Collected data
>>>>>

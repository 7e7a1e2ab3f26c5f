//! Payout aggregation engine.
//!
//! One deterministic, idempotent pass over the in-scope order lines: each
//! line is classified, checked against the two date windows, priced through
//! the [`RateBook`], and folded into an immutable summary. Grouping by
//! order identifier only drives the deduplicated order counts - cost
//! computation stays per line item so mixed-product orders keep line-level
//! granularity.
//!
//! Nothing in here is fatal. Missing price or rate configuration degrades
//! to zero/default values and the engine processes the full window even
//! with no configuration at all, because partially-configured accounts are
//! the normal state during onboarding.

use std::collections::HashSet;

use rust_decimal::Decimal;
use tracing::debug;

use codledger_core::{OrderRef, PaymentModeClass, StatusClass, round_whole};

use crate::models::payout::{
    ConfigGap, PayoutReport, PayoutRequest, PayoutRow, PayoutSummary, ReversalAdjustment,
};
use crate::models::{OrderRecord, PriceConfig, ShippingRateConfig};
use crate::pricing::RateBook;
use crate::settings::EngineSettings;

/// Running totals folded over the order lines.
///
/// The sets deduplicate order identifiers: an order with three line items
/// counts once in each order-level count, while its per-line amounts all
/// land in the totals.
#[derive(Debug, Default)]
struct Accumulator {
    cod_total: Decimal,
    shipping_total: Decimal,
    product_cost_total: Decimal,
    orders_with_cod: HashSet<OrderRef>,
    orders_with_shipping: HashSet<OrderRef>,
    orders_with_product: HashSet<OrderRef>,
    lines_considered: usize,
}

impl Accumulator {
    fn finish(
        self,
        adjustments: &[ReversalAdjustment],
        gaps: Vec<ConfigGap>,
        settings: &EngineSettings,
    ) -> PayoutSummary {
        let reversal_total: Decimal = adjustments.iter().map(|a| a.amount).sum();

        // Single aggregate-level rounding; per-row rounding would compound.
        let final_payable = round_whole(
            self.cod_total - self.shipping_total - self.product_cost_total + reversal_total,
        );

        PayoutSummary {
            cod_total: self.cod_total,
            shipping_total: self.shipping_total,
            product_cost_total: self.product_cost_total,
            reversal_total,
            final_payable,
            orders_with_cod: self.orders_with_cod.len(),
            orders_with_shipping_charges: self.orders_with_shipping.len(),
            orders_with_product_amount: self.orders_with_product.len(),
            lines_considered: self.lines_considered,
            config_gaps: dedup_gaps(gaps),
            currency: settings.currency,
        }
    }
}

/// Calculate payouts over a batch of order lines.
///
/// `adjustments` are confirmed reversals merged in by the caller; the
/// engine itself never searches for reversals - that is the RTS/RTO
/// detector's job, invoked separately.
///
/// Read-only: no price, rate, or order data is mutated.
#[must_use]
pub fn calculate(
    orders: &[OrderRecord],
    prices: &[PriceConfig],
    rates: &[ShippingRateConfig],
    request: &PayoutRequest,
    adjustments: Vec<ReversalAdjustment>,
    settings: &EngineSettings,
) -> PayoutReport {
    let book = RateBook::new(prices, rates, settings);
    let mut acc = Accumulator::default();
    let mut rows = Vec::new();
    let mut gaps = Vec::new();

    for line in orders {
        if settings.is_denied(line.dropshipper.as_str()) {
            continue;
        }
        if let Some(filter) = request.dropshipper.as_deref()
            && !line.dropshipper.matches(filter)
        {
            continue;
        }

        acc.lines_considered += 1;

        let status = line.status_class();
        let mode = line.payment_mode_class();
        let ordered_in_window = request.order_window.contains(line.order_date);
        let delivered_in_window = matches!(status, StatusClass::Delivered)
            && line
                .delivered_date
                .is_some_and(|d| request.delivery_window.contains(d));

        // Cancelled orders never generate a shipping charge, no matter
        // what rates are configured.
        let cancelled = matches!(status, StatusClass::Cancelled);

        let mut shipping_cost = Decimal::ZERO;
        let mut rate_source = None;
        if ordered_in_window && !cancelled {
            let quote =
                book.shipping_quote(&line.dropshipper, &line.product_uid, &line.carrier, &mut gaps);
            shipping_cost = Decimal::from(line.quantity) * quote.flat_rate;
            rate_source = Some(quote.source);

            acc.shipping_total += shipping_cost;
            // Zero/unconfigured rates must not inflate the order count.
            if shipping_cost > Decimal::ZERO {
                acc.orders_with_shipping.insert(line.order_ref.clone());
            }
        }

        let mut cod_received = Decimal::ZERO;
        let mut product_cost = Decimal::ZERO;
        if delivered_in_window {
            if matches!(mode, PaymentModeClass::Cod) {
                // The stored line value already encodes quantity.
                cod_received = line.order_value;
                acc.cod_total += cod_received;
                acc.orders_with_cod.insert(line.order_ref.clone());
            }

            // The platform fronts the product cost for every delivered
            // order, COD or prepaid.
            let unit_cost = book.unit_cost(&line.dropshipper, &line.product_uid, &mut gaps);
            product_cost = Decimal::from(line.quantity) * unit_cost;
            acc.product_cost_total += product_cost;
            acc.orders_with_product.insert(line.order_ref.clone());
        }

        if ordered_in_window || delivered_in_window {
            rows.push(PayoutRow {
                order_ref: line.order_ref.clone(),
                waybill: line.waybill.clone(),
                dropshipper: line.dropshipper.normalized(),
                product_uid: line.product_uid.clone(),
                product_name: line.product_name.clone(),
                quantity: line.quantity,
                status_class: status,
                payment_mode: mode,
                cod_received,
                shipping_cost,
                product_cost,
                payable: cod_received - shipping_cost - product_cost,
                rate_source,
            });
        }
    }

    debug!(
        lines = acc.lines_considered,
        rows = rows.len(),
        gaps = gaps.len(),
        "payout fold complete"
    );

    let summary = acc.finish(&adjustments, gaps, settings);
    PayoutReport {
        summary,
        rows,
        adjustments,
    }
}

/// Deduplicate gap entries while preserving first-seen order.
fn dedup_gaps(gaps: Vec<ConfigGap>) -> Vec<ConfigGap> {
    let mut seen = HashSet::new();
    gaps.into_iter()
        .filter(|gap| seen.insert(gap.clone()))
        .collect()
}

<<<<<
>>>>>

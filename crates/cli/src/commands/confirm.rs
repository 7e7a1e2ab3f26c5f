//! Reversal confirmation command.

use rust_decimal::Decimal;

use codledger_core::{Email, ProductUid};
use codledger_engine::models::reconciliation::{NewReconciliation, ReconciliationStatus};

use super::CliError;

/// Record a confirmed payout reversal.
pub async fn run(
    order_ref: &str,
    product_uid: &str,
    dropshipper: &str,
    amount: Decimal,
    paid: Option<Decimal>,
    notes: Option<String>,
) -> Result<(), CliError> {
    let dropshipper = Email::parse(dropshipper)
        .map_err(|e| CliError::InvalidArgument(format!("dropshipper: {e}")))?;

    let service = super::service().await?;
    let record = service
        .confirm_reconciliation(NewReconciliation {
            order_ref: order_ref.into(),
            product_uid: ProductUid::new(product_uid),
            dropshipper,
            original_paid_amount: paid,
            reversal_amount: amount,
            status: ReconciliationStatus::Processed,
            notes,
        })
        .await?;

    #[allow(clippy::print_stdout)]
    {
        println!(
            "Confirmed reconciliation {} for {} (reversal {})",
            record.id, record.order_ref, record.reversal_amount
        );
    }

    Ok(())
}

<<<<<

Task statement
All lines above containing the string "ShippingRateConfig" are to be collected.

Output of the exercise
use crate::models::{OrderRecord, PriceConfig, ShippingRateConfig};
    rates: &[ShippingRateConfig],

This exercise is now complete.